John Carpenter could have, and did. Almost a quarter of a century ago
(1988), the master of date-night terror (Halloween, The Thing), wrote
and directed They Live, depicting the Age of Reagan as a catastrophic
alien invasion. In one of the film’s brilliant early scenes, a huge
third-world shantytown is reflected across the Hollywood Freeway in
the sinister mirror-glass of Bunker Hill’s corporate skyscrapers.
They Live remains Carpenter’s subversive tour de force. Few who’ve
seen it could forget his portrayal of billionaire bankers and evil
mediacrats and their zombie-distant rule over a pulverized American
working class living in tents on a rubble-strewn hillside and begging
for jobs. From this negative equality of homelessness and despair, and
thanks to the magic dark glasses found by the enigmatic Nada (played
by “Rowdy” Roddy Piper), the proletariat finally achieves interracial
unity, sees through the subliminal deceptions of capitalism, and gets
angry.
Very angry.
Yes, I know, I’m reading ahead. The Occupy the World movement is still
looking for its magic glasses (program, demands, strategy, and so on)
and its anger remains on Gandhian low heat. But, as Carpenter foresaw,
force enough Americans out of their homes and/or careers (or at least
torment tens of millions with the possibility) and something new and
huge will begin to slouch towards Goldman Sachs. And unlike the “Tea
Party,” so far it has no puppet strings.
In 1965, when I was just eighteen and on the national staff of
Students for a Democratic Society, I planned a sit-in at the Chase
Manhattan Bank, for its key role in financing South Africa after
the massacre of peaceful demonstrators, for being “a partner in
Apartheid.” It was the first protest on Wall Street in a generation
and 41 people were hauled away by the NYPD.
One of the most important facts about the current uprising is
simply that it has occupied the street and created an existential
identification with the homeless. (Though, frankly, my generation,
trained in the civil rights movement, would have thought first of
sitting inside the buildings and waiting for the police to drag and
club us out the door; today, the cops prefer pepper spray and “pain
compliance techniques.”) I think taking over the skyscrapers is a
wonderful idea, but for a later stage in the struggle. The genius of
Occupy Wall Street, for now, is that it has temporarily liberated some
of the most expensive real estate in the world and turned a privatized
square into a magnetic public space and catalyst for protest.
Our sit-in 46 years ago was a guerrilla raid; this is Wall Street
under siege by the Lilliputians. It’s also the triumph of the
supposedly archaic principle of face-to-face, dialogic organizing.

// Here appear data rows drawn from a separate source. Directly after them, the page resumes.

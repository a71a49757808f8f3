//! Error taxonomy - closed set of exception kinds returned by every operation
//!
//! Design: Errors are values, never panics. Each carries a kind (the
//! interpreter-level exception it surfaces as) and a short static message.

use std::borrow::Cow;
use std::fmt;

use crate::logging::error;

/// Result alias used by every fallible runtime operation
pub type PmResult<T> = Result<T, Error>;

/// Exception kinds surfaced to the interpreter
#[derive(Debug, Clone, Copy, PartialEq, Eq, Hash)]
pub enum ErrorKind {
    /// Wrong variant supplied to an operation
    TypeError,
    /// Normalized index outside container bounds
    IndexError,
    /// Invalid parameter, or a searched value was not found
    ValueError,
    /// Attribute table lookup for an absent key
    KeyError,
    /// Allocator exhausted even after a collection attempt
    OutOfMemory,
    /// Platform byte transfer fault
    IoError,
    /// Invariant violation (dangling handle, reserved native slot, ...)
    SystemError,
}

impl ErrorKind {
    /// Name as shown to Python code
    pub const fn name(self) -> &'static str {
        match self {
            Self::TypeError => "TypeError",
            Self::IndexError => "IndexError",
            Self::ValueError => "ValueError",
            Self::KeyError => "KeyError",
            Self::OutOfMemory => "MemoryError",
            Self::IoError => "IOError",
            Self::SystemError => "SystemError",
        }
    }

    /// Numeric code handed to the platform diagnostic sink
    pub const fn code(self) -> u8 {
        match self {
            Self::TypeError => 0xE0,
            Self::IndexError => 0xE1,
            Self::ValueError => 0xE2,
            Self::KeyError => 0xE3,
            Self::OutOfMemory => 0xE4,
            Self::IoError => 0xE5,
            Self::SystemError => 0xE6,
        }
    }
}

impl fmt::Display for ErrorKind {
    fn fmt(&self, f: &mut fmt::Formatter<'_>) -> fmt::Result {
        f.write_str(self.name())
    }
}

/// Runtime error: kind plus context message
#[derive(Debug, Clone, PartialEq, Eq)]
pub struct Error {
    kind: ErrorKind,
    message: Cow<'static, str>,
}

impl Error {
    pub fn new(kind: ErrorKind, message: impl Into<Cow<'static, str>>) -> Self {
        Self { kind, message: message.into() }
    }

    pub fn type_error(message: impl Into<Cow<'static, str>>) -> Self {
        Self::new(ErrorKind::TypeError, message)
    }

    pub fn index_error(message: impl Into<Cow<'static, str>>) -> Self {
        Self::new(ErrorKind::IndexError, message)
    }

    pub fn value_error(message: impl Into<Cow<'static, str>>) -> Self {
        Self::new(ErrorKind::ValueError, message)
    }

    pub fn key_error(message: impl Into<Cow<'static, str>>) -> Self {
        Self::new(ErrorKind::KeyError, message)
    }

    pub fn out_of_memory(message: impl Into<Cow<'static, str>>) -> Self {
        Self::new(ErrorKind::OutOfMemory, message)
    }

    pub fn io_error(message: impl Into<Cow<'static, str>>) -> Self {
        Self::new(ErrorKind::IoError, message)
    }

    pub fn system_error(message: impl Into<Cow<'static, str>>) -> Self {
        Self::new(ErrorKind::SystemError, message)
    }

    #[inline]
    pub fn kind(&self) -> ErrorKind {
        self.kind
    }

    #[inline]
    pub fn message(&self) -> &str {
        &self.message
    }

    /// Emit this error as a structured log event
    pub fn report(&self) {
        error!(
            target: "runtime",
            kind = self.kind.name(),
            code = self.kind.code(),
            message = %self.message,
            "runtime error"
        );
    }
}

impl fmt::Display for Error {
    fn fmt(&self, f: &mut fmt::Formatter<'_>) -> fmt::Result {
        if self.message.is_empty() {
            write!(f, "{}", self.kind)
        } else {
            write!(f, "{}: {}", self.kind, self.message)
        }
    }
}

impl std::error::Error for Error {}
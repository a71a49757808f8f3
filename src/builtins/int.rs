//! Int type - small immutable integers

use crate::allocator::Heap;
use crate::error::PmResult;
use crate::objects::{type_mismatch, HeapData, ObjRef, ObjectType};

/// Integer object; -1, 0 and 1 are the heap's shared constants
pub fn int_new(heap: &mut Heap, value: i32) -> PmResult<ObjRef> {
    match heap.int_constant(value) {
        Some(constant) => Ok(constant),
        None => heap.allocate(HeapData::Int(value)),
    }
}

#[inline]
pub fn int_value(heap: &Heap, obj: ObjRef) -> PmResult<i32> {
    match heap.get(obj)? {
        HeapData::Int(value) => Ok(*value),
        other => Err(type_mismatch(ObjectType::Int, other.object_type())),
    }
}
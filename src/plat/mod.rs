//! Platform layer - byte transfer, tick source and diagnostics
//!
//! Design: The object model never touches hardware; it consumes a
//! `Platform`. Two implementations ship with the crate:
//! - `HostPlatform` for desktop builds (stdin/stdout)
//! - `MemoryPlatform` for tests (shared loopback buffers, injectable faults)

mod host;
mod memory;
pub mod ticks;

pub use host::HostPlatform;
pub use memory::{MemoryPlatform, MemoryPort};
pub use ticks::{periodic, read_ms_ticks, TickCounter};

use crate::error::{ErrorKind, PmResult};

pub trait Platform {
    /// Bring up the hardware the VM depends on
    fn init(&mut self) -> PmResult<()>;

    fn send_byte(&mut self, byte: u8) -> PmResult<()>;

    /// Blocking receive; a transfer fault is an I/O error
    fn receive_byte(&mut self) -> PmResult<u8>;

    /// Monotonic millisecond count, read atomically
    fn tick_count(&self) -> u32;

    /// Best-effort diagnostic sink
    fn report_error(&mut self, kind: ErrorKind);
}
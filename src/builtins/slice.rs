//! Slice type - start/end/step descriptors for subscripting

use crate::allocator::Heap;
use crate::builtins::int::int_value;
use crate::builtins::print::{obj_print, Output};
use crate::error::{Error, PmResult};
use crate::objects::{type_mismatch, HeapData, ObjRef, ObjectType, SliceData};

/// Absent, or the None object, means "use the default"
fn endpoint(heap: &Heap, obj: Option<ObjRef>) -> PmResult<Option<ObjRef>> {
    let obj = match obj {
        Some(obj) => obj,
        None => return Ok(None),
    };
    match heap.type_of(obj)? {
        ObjectType::None => Ok(None),
        ObjectType::Int => Ok(Some(obj)),
        found => Err(Error::type_error(format!("slice indices must be integers, found {}", found))),
    }
}

/// Create a slice; a negative step is rejected before anything is allocated
pub fn slice_new(
    heap: &mut Heap,
    start: Option<ObjRef>,
    end: Option<ObjRef>,
    step: Option<ObjRef>,
) -> PmResult<ObjRef> {
    let start = endpoint(heap, start)?;
    let end = endpoint(heap, end)?;
    let step = endpoint(heap, step)?;

    if let Some(step) = step {
        if int_value(heap, step)? < 0 {
            return Err(Error::value_error("slice step cannot be negative"));
        }
    }

    heap.allocate(HeapData::Slice(SliceData { start, end, step }))
}

pub fn slice_data(heap: &Heap, slice: ObjRef) -> PmResult<SliceData> {
    match heap.get(slice)? {
        HeapData::Slice(data) => Ok(*data),
        other => Err(type_mismatch(ObjectType::Slice, other.object_type())),
    }
}

/// (start, end, step) with defaults 0, `length` and 1
pub fn slice_indices(heap: &Heap, slice: ObjRef, length: usize) -> PmResult<(isize, isize, isize)> {
    let data = slice_data(heap, slice)?;
    let value = |obj: Option<ObjRef>, default: isize| -> PmResult<isize> {
        match obj {
            Some(obj) => int_value(heap, obj).map(|v| v as isize),
            None => Ok(default),
        }
    };
    Ok((
        value(data.start, 0)?,
        value(data.end, length as isize)?,
        value(data.step, 1)?,
    ))
}

/// Print as `[start:end:step]`, absent endpoints empty
pub fn slice_print(heap: &Heap, slice: ObjRef, out: &mut dyn Output) -> PmResult<()> {
    heap.expect_type(slice, ObjectType::Slice)?;
    obj_print(heap, slice, out)
}
//! `camara status` command - Occupancy statistics

use console::style;
use miette::Result;

use crate::cli::helpers::open_session;
use crate::cli::{GlobalOpts, OutputFormat};
use crate::core::position::Floor;

#[derive(clap::Args, Debug)]
pub struct StatusArgs {}

pub fn run(_args: StatusArgs, global: &GlobalOpts) -> Result<()> {
    let session = open_session(global)?;
    let stats = session.store().statistics()?;
    // An unreadable catalog is reported, not raised
    let catalog = session.catalog().ok();
    let catalog_lots = catalog.map(|c| c.len());

    match global.format {
        OutputFormat::Json => {
            let status = serde_json::json!({
                "database": session.store().path(),
                "store": stats,
                "capacity": {
                    "upper_floor": Floor::Upper.capacity(),
                    "lower_floor": Floor::Lower.capacity(),
                },
                "catalog": {
                    "path": session.catalog_path(),
                    "readable": catalog.is_some(),
                    "lots": catalog_lots,
                    "duplicates": catalog.map(|c| c.duplicates()),
                },
            });
            println!(
                "{}",
                serde_json::to_string_pretty(&status).map_err(|e| miette::miette!("{}", e))?
            );
        }
        OutputFormat::Tsv | OutputFormat::Csv => {
            let sep = if global.format == OutputFormat::Csv { "," } else { "\t" };
            println!("total{sep}{}", stats.total_records);
            println!("upper_floor{sep}{}", stats.upper_floor);
            println!("lower_floor{sep}{}", stats.lower_floor);
            let lots = catalog_lots.map(|n| n.to_string()).unwrap_or_default();
            println!("catalog_lots{sep}{}", lots);
        }
        OutputFormat::Auto => {
            println!("{}", style("Câmara Status").bold().underlined());
            println!();
            print_floor(Floor::Upper, stats.upper_floor);
            print_floor(Floor::Lower, stats.lower_floor);
            println!(
                "  {:<14} {}",
                "Total",
                style(stats.total_records).cyan().bold()
            );
            if stats.unrecognized > 0 {
                println!(
                    "  {} {} record(s) with unrecognized positions",
                    style("!").yellow(),
                    stats.unrecognized
                );
            }
            println!();
            println!(
                "  {:<14} {} ({:.1} KB)",
                "Database",
                session.store().path().display(),
                stats.db_size_bytes as f64 / 1024.0
            );
            match catalog_lots {
                None => println!(
                    "  {:<14} {} {}",
                    "Catalog",
                    session.catalog_path().display(),
                    style("(unreadable)").red()
                ),
                Some(0) => println!(
                    "  {:<14} {} {}",
                    "Catalog",
                    session.catalog_path().display(),
                    style("(empty or missing)").dim()
                ),
                Some(lots) => println!(
                    "  {:<14} {} ({} lots)",
                    "Catalog",
                    session.catalog_path().display(),
                    lots
                ),
            }
        }
    }

    Ok(())
}

fn print_floor(floor: Floor, occupied: usize) {
    let capacity = floor.capacity();
    let pct = if capacity == 0 {
        0.0
    } else {
        occupied as f64 * 100.0 / capacity as f64
    };
    println!(
        "  {:<14} {:>3}/{:<3} {}",
        floor.display_name(),
        occupied,
        capacity,
        style(format!("{:.0}%", pct)).dim()
    );
}
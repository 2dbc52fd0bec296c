//! CLI module - argument parsing and command dispatch

pub mod args;
pub mod commands;
pub mod helpers;
pub mod render;

pub use args::{Cli, Commands, GlobalOpts, OutputFormat};
//! CLI command implementations

pub mod completions;
pub mod config;
pub mod init;
pub mod interactive;
pub mod list;
pub mod lookup;
pub mod map;
pub mod refresh;
pub mod register;
pub mod remove;
pub mod search;
pub mod show;
pub mod status;
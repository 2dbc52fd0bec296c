//! SQLite-backed occupancy store
//!
//! One table, `paletes`, maps a rack position id (`R524_1`) to the pallet
//! stored there. A position missing from the table is empty.
//!
//! The store never holds a connection between calls: every operation opens
//! the database file, runs, and drops the connection before returning,
//! including on error paths. Mutations commit before the call returns.

mod queries;
mod schema;
mod types;

pub use types::*;

pub(crate) use queries::{all_records, update_fields};

use std::fs;
use std::path::{Path, PathBuf};
use std::time::Duration;

use rusqlite::Connection;

/// Default database file name
pub const DEFAULT_DB_FILE: &str = "camara.db";

/// Current schema version
const SCHEMA_VERSION: i32 = 1;

/// How long a call waits on a locked database file
const BUSY_TIMEOUT: Duration = Duration::from_secs(5);

/// Handle to the occupancy database file
#[derive(Debug, Clone)]
pub struct OccupancyStore {
    path: PathBuf,
}

impl OccupancyStore {
    /// Open (creating if needed) the database at `path` and ensure the schema
    pub fn open(path: &Path) -> Result<Self, StoreError> {
        if let Some(parent) = path.parent().filter(|p| !p.as_os_str().is_empty()) {
            fs::create_dir_all(parent).map_err(|source| StoreError::Io {
                path: parent.to_path_buf(),
                source,
            })?;
        }

        let store = Self {
            path: path.to_path_buf(),
        };
        store.with_connection(schema::init_schema)?;
        tracing::debug!(path = %path.display(), "occupancy store ready");
        Ok(store)
    }

    pub fn path(&self) -> &Path {
        &self.path
    }

    /// Run `f` with a fresh connection that is released when `f` returns
    pub fn with_connection<T>(
        &self,
        f: impl FnOnce(&mut Connection) -> Result<T, StoreError>,
    ) -> Result<T, StoreError> {
        let mut conn = Connection::open(&self.path)?;
        conn.busy_timeout(BUSY_TIMEOUT)?;
        let result = f(&mut conn);
        if let Err((_, e)) = conn.close() {
            tracing::warn!(error = %e, "failed to close database connection cleanly");
        }
        result
    }
}
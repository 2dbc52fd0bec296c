//! Reconcile stored pallets against the product catalog
//!
//! Every stored record whose lot appears in the catalog gets its product,
//! stock and notes overwritten with the catalog values. Position, lot and
//! entry date never change. Records with no catalog match are left alone.

use serde::Serialize;

use crate::core::catalog::Catalog;
use crate::core::store::{self, OccupancyStore, StoreError};

/// Outcome of a reconciliation pass
#[derive(Debug, Default, Clone, PartialEq, Eq, Serialize)]
pub struct ReconcileStats {
    /// Records read from the store
    pub examined: usize,
    /// Records whose lot was found in the catalog and rewritten
    pub updated: usize,
    /// Records whose lot is not in the catalog
    pub unmatched: usize,
    pub duration_ms: u64,
}

/// Rewrite product/stock/notes of every stored record found in `catalog`
///
/// All updates run in a single transaction on one connection.
pub fn reconcile(store: &OccupancyStore, catalog: &Catalog) -> Result<ReconcileStats, StoreError> {
    let start = std::time::Instant::now();

    let mut stats = store.with_connection(|conn| {
        let tx = conn.transaction()?;
        let mut stats = ReconcileStats::default();

        for record in store::all_records(&tx)? {
            stats.examined += 1;
            match catalog.get(&record.lot) {
                Some(entry) => {
                    store::update_fields(&tx, record.id, &entry.product, &entry.stock, &entry.notes)?;
                    stats.updated += 1;
                }
                None => {
                    tracing::debug!(lot = %record.lot, position = %record.position, "lot not in catalog");
                    stats.unmatched += 1;
                }
            }
        }

        tx.commit()?;
        Ok(stats)
    })?;

    stats.duration_ms = start.elapsed().as_millis() as u64;
    tracing::info!(
        examined = stats.examined,
        updated = stats.updated,
        unmatched = stats.unmatched,
        "reconciliation finished"
    );
    Ok(stats)
}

Social media is important, sure, but not omnipotent. Activist
self-organization — the crystallization of political will from free
discussion — still thrives best in actual urban fora. Put another way,
most of our internet conversations are preaching to the choir; even
the mega-sites like MoveOn.org are tuned to the channel of the already
converted, or at least their probable demographic.
The occupations likewise are lightning rods, first and above all, for
the scorned, alienated ranks of progressive Democrats, but they also
appear to be breaking down generational barriers, providing the common
ground, for instance, for imperiled, middle-aged school teachers to
compare notes with young, pauperized college grads.
More radically, the encampments have become symbolic sites for healing
the divisions within the New Deal coalition in place since the Nixon
years. As Jon Wiener observed on his consistently smart blog at
www.TheNation.com: “hard hats and hippies — together at last.”
Indeed. Who could not be moved when AFL-CIO president Richard Trumka,
who had brought his coalminers to Wall Street in 1989 during their
bitter but ultimately successful strike against Pittston Coal Company,
called upon his broad-shouldered women and men to “stand guard” over
Zucotta Park in the face of an imminent attack by the NYPD?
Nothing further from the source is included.